pub mod claims;
pub mod errors;
pub mod signer;
pub mod validator;

pub use claims::Claims;
pub use errors::JwtError;
pub use signer::JwtSigner;
pub use validator::TokenValidator;
use axum::extract::Path;
use axum::extract::State;
use axum::http::StatusCode;
use axum::Extension;
use axum::Json;

use super::authorize;
use super::parse_user_id;
use super::ApiError;
use super::PasswordRequestBody;
use crate::inbound::http::middleware::AuthenticatedUser;
use crate::inbound::http::router::AppState;

pub async fn update_password(
    State(state): State<AppState>,
    Extension(caller): Extension<AuthenticatedUser>,
    Path(id): Path<String>,
    Json(body): Json<PasswordRequestBody>,
) -> Result<StatusCode, ApiError> {
    let user_id = parse_user_id(&id)?;
    authorize(&caller, &user_id)?;
    let password = body.try_into_password()?;

    state
        .credential_service
        .update_password(&user_id, &password)
        .await
        .map_err(ApiError::from)
        .map(|_| StatusCode::NO_CONTENT)
}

- _Task prompt_
If a line in the data above holds the word "super", count it; give only the total.

- _Solution below_
4